**Task statement**
Go through the entries below and copy each line that holds the word "displayable".

(Collected data)
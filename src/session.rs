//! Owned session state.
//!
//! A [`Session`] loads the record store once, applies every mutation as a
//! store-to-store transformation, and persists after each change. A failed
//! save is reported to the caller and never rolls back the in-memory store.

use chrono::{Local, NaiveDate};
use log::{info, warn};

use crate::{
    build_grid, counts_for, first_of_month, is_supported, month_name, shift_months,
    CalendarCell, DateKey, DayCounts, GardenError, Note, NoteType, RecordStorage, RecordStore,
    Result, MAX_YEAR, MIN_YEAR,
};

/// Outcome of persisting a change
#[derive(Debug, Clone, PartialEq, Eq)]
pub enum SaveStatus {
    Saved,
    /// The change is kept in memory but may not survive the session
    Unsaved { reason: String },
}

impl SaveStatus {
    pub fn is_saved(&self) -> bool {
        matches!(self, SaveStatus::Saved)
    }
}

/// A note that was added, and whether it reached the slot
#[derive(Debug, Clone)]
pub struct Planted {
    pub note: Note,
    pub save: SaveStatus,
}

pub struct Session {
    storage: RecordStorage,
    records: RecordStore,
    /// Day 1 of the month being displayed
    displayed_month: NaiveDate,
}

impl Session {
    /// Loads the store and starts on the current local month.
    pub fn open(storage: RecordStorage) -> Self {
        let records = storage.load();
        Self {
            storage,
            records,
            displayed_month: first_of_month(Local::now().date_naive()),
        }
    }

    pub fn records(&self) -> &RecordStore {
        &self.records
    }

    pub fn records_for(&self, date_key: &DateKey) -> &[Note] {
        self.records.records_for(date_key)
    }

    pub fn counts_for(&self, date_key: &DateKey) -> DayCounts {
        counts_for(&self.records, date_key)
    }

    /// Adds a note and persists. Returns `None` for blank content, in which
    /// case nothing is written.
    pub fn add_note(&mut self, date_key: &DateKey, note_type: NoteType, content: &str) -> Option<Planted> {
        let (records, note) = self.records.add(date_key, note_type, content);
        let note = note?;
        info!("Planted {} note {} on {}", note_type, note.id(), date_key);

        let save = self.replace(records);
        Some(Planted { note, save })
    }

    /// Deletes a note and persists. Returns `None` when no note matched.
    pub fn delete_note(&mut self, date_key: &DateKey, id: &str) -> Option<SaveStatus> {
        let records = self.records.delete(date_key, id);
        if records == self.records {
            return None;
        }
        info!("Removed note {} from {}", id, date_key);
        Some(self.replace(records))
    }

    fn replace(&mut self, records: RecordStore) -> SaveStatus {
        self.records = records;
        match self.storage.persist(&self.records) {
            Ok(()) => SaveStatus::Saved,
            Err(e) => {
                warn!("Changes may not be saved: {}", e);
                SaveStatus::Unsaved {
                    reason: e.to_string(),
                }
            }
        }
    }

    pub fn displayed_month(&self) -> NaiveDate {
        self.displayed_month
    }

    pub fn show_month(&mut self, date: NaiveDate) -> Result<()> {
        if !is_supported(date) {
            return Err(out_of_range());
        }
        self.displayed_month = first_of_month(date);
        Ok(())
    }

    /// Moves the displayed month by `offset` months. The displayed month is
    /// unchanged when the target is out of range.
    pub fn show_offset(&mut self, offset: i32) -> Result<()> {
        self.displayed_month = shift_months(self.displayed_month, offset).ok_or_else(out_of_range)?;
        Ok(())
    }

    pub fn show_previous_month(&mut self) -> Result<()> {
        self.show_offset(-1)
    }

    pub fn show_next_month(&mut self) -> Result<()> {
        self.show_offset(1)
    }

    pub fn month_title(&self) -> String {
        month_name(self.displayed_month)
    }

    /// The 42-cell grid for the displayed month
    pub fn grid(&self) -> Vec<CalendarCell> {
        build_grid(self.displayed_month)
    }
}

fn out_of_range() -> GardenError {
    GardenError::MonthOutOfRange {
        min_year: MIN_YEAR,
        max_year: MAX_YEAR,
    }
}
...
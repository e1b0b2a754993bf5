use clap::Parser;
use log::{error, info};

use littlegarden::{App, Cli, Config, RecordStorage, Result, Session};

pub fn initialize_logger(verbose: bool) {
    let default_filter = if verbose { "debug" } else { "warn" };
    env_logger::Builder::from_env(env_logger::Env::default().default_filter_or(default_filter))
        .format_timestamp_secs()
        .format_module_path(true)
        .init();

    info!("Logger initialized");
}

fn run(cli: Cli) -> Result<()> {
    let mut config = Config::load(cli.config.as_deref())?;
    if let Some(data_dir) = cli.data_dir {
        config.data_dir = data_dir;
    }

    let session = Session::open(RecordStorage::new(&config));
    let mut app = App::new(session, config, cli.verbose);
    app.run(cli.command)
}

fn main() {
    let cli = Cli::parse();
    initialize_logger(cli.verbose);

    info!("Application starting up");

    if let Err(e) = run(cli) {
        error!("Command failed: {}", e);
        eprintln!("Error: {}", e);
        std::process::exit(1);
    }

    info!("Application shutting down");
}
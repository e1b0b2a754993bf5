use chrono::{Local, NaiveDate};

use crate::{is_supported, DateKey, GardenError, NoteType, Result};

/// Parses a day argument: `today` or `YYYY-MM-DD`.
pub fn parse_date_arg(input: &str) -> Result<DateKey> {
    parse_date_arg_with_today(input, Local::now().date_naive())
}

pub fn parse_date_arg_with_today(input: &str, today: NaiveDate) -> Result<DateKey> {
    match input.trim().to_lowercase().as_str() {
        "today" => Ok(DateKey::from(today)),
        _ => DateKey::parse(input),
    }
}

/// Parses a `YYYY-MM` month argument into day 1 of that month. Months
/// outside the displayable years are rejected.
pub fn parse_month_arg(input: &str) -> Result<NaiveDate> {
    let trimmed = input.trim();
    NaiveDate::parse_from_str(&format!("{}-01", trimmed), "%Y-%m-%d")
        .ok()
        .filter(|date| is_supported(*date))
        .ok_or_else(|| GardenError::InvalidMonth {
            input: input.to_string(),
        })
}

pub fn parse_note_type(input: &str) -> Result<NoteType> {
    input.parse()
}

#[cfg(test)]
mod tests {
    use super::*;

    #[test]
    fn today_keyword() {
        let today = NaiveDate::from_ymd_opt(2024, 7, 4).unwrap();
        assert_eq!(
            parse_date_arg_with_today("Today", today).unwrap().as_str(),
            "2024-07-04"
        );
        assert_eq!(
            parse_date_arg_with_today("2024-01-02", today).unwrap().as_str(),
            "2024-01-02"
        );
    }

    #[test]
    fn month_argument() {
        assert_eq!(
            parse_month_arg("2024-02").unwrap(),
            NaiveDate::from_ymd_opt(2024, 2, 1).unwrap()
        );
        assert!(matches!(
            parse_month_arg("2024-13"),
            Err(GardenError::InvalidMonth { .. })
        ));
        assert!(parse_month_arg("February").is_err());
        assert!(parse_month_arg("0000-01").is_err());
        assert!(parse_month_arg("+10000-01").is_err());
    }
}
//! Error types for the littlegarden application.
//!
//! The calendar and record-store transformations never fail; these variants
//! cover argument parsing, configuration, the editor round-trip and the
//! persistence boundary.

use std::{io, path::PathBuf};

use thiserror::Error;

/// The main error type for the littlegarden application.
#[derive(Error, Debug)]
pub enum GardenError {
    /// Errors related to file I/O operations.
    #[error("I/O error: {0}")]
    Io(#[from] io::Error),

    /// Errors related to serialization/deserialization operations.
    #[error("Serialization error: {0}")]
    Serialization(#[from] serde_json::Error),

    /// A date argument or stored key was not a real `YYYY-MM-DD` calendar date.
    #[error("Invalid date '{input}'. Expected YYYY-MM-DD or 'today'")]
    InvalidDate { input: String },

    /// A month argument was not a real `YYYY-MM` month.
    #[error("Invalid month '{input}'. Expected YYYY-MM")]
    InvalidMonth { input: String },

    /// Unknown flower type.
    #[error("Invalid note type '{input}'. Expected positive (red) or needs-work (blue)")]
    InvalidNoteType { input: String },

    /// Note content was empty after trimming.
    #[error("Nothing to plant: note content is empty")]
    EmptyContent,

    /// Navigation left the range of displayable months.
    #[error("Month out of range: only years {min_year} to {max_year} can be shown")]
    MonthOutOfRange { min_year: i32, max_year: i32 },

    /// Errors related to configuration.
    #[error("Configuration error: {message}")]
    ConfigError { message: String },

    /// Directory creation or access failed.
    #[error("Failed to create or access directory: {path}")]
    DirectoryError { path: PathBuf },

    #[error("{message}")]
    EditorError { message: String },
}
--
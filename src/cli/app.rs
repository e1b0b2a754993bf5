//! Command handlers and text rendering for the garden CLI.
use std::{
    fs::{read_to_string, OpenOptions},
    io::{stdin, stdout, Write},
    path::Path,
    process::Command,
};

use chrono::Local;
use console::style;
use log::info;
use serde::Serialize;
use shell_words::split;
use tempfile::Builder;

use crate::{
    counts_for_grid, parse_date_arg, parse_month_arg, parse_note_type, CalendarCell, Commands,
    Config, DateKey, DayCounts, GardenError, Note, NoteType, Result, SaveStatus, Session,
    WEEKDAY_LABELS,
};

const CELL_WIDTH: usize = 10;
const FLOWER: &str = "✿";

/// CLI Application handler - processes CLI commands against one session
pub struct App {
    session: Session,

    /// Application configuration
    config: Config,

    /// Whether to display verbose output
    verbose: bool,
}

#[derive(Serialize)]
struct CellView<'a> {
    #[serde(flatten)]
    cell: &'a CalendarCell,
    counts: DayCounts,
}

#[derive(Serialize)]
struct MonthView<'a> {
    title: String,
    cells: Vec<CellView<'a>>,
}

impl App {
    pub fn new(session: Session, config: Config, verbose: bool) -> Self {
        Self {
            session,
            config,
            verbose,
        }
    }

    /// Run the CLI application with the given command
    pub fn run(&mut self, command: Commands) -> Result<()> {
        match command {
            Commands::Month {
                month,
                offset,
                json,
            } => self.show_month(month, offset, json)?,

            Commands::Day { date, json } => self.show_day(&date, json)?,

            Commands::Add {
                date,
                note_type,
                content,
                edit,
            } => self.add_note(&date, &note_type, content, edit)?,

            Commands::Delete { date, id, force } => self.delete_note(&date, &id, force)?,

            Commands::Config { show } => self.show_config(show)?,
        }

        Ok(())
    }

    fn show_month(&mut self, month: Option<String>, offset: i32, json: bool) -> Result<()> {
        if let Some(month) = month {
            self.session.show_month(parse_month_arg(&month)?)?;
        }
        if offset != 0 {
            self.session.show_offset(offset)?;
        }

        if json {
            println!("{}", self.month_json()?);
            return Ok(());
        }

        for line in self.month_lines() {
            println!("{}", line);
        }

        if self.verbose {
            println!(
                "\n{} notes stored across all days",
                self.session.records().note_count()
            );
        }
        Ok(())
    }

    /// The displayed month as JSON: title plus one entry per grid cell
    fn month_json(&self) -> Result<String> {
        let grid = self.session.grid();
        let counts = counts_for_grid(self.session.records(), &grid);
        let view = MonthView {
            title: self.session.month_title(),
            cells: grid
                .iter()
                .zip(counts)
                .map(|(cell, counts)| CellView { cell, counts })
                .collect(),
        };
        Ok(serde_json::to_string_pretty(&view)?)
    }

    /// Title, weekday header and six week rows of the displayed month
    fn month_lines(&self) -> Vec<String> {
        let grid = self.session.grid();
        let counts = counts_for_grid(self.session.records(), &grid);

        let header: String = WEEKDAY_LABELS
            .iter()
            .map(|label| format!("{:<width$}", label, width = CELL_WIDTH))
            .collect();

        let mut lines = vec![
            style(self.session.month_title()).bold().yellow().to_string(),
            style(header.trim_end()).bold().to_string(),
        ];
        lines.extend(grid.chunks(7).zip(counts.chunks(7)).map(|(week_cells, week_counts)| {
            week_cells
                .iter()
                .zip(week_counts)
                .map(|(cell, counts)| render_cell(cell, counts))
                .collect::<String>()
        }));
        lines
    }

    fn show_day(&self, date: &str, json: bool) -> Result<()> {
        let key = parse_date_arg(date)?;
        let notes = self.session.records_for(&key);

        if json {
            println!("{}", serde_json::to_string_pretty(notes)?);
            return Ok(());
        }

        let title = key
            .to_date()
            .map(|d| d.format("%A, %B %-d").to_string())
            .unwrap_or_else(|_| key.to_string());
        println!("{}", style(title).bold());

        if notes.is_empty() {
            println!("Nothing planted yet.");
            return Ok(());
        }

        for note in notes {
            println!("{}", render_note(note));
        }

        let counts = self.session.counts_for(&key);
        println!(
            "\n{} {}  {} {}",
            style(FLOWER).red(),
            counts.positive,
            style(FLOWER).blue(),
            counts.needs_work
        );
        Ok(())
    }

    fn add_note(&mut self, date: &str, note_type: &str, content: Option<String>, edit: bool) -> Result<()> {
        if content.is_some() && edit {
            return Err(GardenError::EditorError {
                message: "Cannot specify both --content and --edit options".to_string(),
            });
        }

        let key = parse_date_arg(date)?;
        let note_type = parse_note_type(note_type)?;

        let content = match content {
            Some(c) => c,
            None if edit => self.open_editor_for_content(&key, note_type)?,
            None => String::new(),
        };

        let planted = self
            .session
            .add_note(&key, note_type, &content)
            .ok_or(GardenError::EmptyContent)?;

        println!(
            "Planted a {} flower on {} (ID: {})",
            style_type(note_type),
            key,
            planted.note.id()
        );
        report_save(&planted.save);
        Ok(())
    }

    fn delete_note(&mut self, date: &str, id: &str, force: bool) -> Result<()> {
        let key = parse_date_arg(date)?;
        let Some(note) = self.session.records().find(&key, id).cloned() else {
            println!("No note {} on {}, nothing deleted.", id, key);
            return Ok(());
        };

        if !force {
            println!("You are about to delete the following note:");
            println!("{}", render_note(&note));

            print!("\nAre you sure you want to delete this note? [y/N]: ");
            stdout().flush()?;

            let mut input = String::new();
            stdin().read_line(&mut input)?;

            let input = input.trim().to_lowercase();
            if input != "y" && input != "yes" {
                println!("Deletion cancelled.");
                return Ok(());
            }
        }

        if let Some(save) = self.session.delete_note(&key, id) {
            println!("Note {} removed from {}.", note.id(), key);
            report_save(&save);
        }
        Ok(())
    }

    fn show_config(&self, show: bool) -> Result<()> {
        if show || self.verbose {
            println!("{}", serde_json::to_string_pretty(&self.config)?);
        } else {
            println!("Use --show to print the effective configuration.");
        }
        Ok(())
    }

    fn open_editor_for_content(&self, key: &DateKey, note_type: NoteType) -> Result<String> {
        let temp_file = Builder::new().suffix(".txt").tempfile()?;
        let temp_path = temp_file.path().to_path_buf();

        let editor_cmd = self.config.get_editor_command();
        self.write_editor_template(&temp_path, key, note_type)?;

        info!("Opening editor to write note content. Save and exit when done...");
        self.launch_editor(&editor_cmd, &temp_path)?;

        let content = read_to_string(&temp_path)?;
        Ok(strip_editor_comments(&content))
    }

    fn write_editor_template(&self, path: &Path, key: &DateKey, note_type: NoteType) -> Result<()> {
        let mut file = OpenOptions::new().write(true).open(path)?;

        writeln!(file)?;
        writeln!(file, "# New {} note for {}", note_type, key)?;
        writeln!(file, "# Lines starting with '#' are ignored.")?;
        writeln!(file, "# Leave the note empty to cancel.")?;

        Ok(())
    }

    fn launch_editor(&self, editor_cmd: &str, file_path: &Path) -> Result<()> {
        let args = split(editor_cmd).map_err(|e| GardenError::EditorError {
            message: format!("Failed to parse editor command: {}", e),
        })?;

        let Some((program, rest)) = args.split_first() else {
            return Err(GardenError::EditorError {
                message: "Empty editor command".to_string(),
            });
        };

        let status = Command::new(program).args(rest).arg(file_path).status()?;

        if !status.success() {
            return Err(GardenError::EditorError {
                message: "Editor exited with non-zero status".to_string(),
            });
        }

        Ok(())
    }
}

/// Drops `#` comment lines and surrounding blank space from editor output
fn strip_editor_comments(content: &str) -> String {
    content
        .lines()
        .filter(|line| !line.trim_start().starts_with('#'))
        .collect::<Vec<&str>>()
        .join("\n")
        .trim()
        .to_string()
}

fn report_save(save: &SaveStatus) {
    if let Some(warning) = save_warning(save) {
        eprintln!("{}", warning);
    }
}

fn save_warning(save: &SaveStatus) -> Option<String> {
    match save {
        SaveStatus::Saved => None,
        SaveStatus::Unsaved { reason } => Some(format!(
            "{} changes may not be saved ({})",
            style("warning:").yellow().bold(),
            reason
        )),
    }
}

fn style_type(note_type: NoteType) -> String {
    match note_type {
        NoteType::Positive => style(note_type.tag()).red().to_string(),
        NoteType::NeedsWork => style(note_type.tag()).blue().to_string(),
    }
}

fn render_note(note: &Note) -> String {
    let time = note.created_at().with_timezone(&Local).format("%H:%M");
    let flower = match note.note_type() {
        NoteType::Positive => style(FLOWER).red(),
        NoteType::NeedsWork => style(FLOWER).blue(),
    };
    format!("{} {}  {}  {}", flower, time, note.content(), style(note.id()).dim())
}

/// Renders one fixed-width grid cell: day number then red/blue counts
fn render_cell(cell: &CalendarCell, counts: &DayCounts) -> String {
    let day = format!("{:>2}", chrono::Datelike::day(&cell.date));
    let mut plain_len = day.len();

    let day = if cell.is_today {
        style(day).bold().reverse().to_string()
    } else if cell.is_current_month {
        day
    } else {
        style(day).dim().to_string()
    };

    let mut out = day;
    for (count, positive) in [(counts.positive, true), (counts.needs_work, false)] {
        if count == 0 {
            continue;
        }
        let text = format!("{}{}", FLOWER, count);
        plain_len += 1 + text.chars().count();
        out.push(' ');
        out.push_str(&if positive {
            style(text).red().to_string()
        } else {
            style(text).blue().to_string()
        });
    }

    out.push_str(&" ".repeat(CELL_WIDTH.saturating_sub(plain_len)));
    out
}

**Task solution**
/// outside the displayable years are rejected.
    /// Navigation left the range of displayable months.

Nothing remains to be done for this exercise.